Symptoms and Testing
What are the symptoms of HPV and genital warts? What kind of tests can be done to find out if I have HPV?
Since HPV is a virus, there is no cure. The HPV virus can live in the body for weeks, months or years without having any symptoms of the HPV disease.
Symptoms can manifest in the form or genital warts. About two-thirds of people who have sexual contact with a partner with genital warts will develop warts, usually within 3 months of contact.
Many people with genital warts complain of itching, irritation, bleeding, discharge and pain.

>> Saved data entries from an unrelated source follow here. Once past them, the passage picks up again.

//! Integration tests for the yourOrbit CLI

use assert_cmd::Command;
use predicates::prelude::*;
use std::fs;
use std::path::Path;
use tempfile::TempDir;

/// Command isolated from the user's own config and environment
fn yourorbit(dir: &Path) -> Command {
    let mut cmd = Command::cargo_bin("yourorbit").unwrap();
    cmd.current_dir(dir)
        .env("HOME", dir)
        .env_remove("RUST_LOG")
        .env_remove("YOURORBIT_SESSION__USER")
        .env_remove("YOURORBIT_SESSION__PENDING");
    cmd
}

fn workspace() -> TempDir {
    let temp_dir = TempDir::new().unwrap();
    fs::write(temp_dir.path().join("posting.png"), b"not really a png").unwrap();
    fs::write(temp_dir.path().join("large.jpg"), vec![0u8; 6 * 1024 * 1024]).unwrap();
    fs::write(temp_dir.path().join("resume.pdf"), b"%PDF-1.4").unwrap();
    temp_dir
}

#[test]
fn test_cli_help() {
    let temp_dir = TempDir::new().unwrap();
    yourorbit(temp_dir.path())
        .arg("--help")
        .assert()
        .success()
        .stdout(predicate::str::contains("drop"))
        .stdout(predicate::str::contains("tracker"));
}

#[test]
fn test_cli_version() {
    let temp_dir = TempDir::new().unwrap();
    yourorbit(temp_dir.path())
        .arg("--version")
        .assert()
        .success()
        .stdout(predicate::str::contains("yourorbit"));
}

#[test]
fn test_invalid_subcommand() {
    let temp_dir = TempDir::new().unwrap();
    yourorbit(temp_dir.path())
        .arg("invalid-command")
        .assert()
        .failure()
        .stderr(predicate::str::contains("error"));
}

#[test]
fn test_drop_accepts_images() {
    let temp_dir = workspace();
    yourorbit(temp_dir.path())
        .args(["drop", "posting.png"])
        .assert()
        .success()
        .stdout(predicate::str::contains("Uploaded Files (1)"))
        .stdout(predicate::str::contains("posting.png"))
        .stderr(predicate::str::contains("Upload Failed").not());
}

#[test]
fn test_drop_reports_rejections() {
    let temp_dir = workspace();
    yourorbit(temp_dir.path())
        .args(["drop", "posting.png", "large.jpg", "resume.pdf"])
        .assert()
        .success()
        .stdout(predicate::str::contains("Uploaded Files (1)"))
        .stderr(predicate::str::contains("2 Upload Failed"))
        .stderr(predicate::str::contains("File is too large (6.00MB). Max size is 5MB."))
        .stderr(predicate::str::contains("File type not supported"));
}

#[test]
fn test_drop_skips_duplicates() {
    let temp_dir = workspace();
    yourorbit(temp_dir.path())
        .args(["drop", "posting.png", "posting.png"])
        .assert()
        .success()
        .stdout(predicate::str::contains("1 Duplicate Skipped"))
        .stdout(predicate::str::contains("Same file is already uploaded. Skipped duplicate upload."))
        .stdout(predicate::str::contains("Uploaded Files (1)"));
}

#[test]
fn test_drop_json_output() {
    let temp_dir = workspace();
    let assert = yourorbit(temp_dir.path())
        .args(["drop", "posting.png", "resume.pdf", "--format", "json"])
        .assert()
        .success();

    let report: serde_json::Value = serde_json::from_slice(&assert.get_output().stdout).unwrap();
    assert_eq!(report["outcome"]["added"], 1);
    assert_eq!(report["outcome"]["rejections"][0]["errors"][0], "file-invalid-type");
    assert_eq!(report["files"][0]["name"], "posting.png");
    assert_eq!(report["toasts"][0]["title"], "1 Upload Failed");
}

#[test]
fn test_drop_single_file_mode() {
    let temp_dir = TempDir::new().unwrap();
    fs::write(temp_dir.path().join("a.png"), b"a").unwrap();
    fs::write(temp_dir.path().join("b.png"), b"b").unwrap();

    yourorbit(temp_dir.path())
        .args(["drop", "a.png", "b.png", "--single"])
        .assert()
        .success()
        .stdout(predicate::str::contains("No files uploaded"))
        .stderr(predicate::str::contains("2 Upload Failed"));
}

#[test]
fn test_drop_missing_file() {
    let temp_dir = TempDir::new().unwrap();
    yourorbit(temp_dir.path())
        .args(["drop", "missing.png"])
        .assert()
        .failure()
        .stderr(predicate::str::contains("No such file"));
}

#[test]
fn test_custom_config_limits_size() {
    let temp_dir = workspace();
    let config_path = temp_dir.path().join("custom.toml");
    fs::write(&config_path, "[dropzone]\nmax_size_bytes = 4\n").unwrap();

    yourorbit(temp_dir.path())
        .args(["drop", "posting.png", "--config"])
        .arg(&config_path)
        .assert()
        .success()
        .stderr(predicate::str::contains("1 Upload Failed"));
}

#[test]
fn test_config_operations() {
    let temp_dir = TempDir::new().unwrap();

    yourorbit(temp_dir.path())
        .args(["config", "get", "dropzone.max_size_bytes"])
        .assert()
        .success()
        .stdout(predicate::str::contains("5242880"));

    yourorbit(temp_dir.path())
        .args(["config", "show", "--format", "json"])
        .assert()
        .success()
        .stdout(predicate::str::contains("max_size_bytes"));

    yourorbit(temp_dir.path())
        .args(["config", "validate"])
        .assert()
        .success()
        .stdout(predicate::str::contains("Configuration is valid"));

    yourorbit(temp_dir.path())
        .args(["config", "get", "nope.missing"])
        .assert()
        .failure()
        .stderr(predicate::str::contains("not found"));
}

#[test]
fn test_repo_config_is_picked_up() {
    let temp_dir = TempDir::new().unwrap();
    fs::write(temp_dir.path().join("yourorbit.toml"), "[submit]\nmode = \"ftp\"\n").unwrap();

    yourorbit(temp_dir.path())
        .args(["config", "validate"])
        .assert()
        .failure();
}

#[test]
fn test_submit_requires_sign_in() {
    let temp_dir = TempDir::new().unwrap();
    yourorbit(temp_dir.path())
        .args(["submit", "--text", "Senior Rust Engineer"])
        .assert()
        .failure()
        .stdout(predicate::str::contains("Sign in required"));
}

#[test]
fn test_submit_signed_in() {
    let temp_dir = TempDir::new().unwrap();
    yourorbit(temp_dir.path())
        .args(["submit", "--text", "Senior Rust Engineer", "--user", "ada"])
        .assert()
        .success()
        .stdout(predicate::str::contains("Job posting submitted"));
}

#[test]
fn test_submit_session_from_env() {
    let temp_dir = TempDir::new().unwrap();
    yourorbit(temp_dir.path())
        .env("YOURORBIT_SESSION__PENDING", "true")
        .args(["submit", "--text", "posting"])
        .assert()
        .failure()
        .stdout(predicate::str::contains("Please try again in a few seconds."));
}

#[test]
fn test_tracker_session_gates_inputs() {
    let temp_dir = workspace();
    yourorbit(temp_dir.path())
        .args(["tracker", "--user", "ada"])
        .write_stdin("text hello\ndrop posting.png\nclear\ndrop posting.png\ntext pasted\nlist\nremove 0\nquit\n")
        .assert()
        .success()
        .stdout(predicate::str::contains("Clear text input to upload files instead"))
        .stdout(predicate::str::contains("Added 1 file(s)"))
        .stdout(predicate::str::contains("Remove uploaded files to paste job posting instead"))
        .stdout(predicate::str::contains("Uploaded Files (1)"))
        .stdout(predicate::str::contains("Removed posting.png"));
}

#[test]
fn test_tracker_reports_unknown_commands() {
    let temp_dir = TempDir::new().unwrap();
    yourorbit(temp_dir.path())
        .arg("tracker")
        .write_stdin("upload x\nquit\n")
        .assert()
        .success()
        .stderr(predicate::str::contains("Unknown command"));
}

Any growth or sore on your genitals is a cause for concern and should be examined by your doctor. See Genital Warts Facts for how warts are described in appearance in fact number two.
An early infection might not be obvious, so you could have genital warts and not know it.
Your doctor may use more than one technique to confirm that you have genital warts. After visually examining your genitals, the doctor may use a magnifying instrument (colposcope) to see and identify flat or tiny warts (inside a women’s vagina or on the shaft of a man’s penis). Sometimes it is necessary to obtain a small sample of tissue (biopsy) and look at the tissue under a microscope.
If you are a woman, your doctor may perform a pap smear and remove a few cells from the opening of the uterus (cervix) for laboratory study.
You can have more than one STD (Sexually Transmitted Disease) – Syphillis, Gonorrhea, Chlamydia, Herpes, HIV, and AIDS. All patients with HPV should be tested or screened for the other STDs and HIV.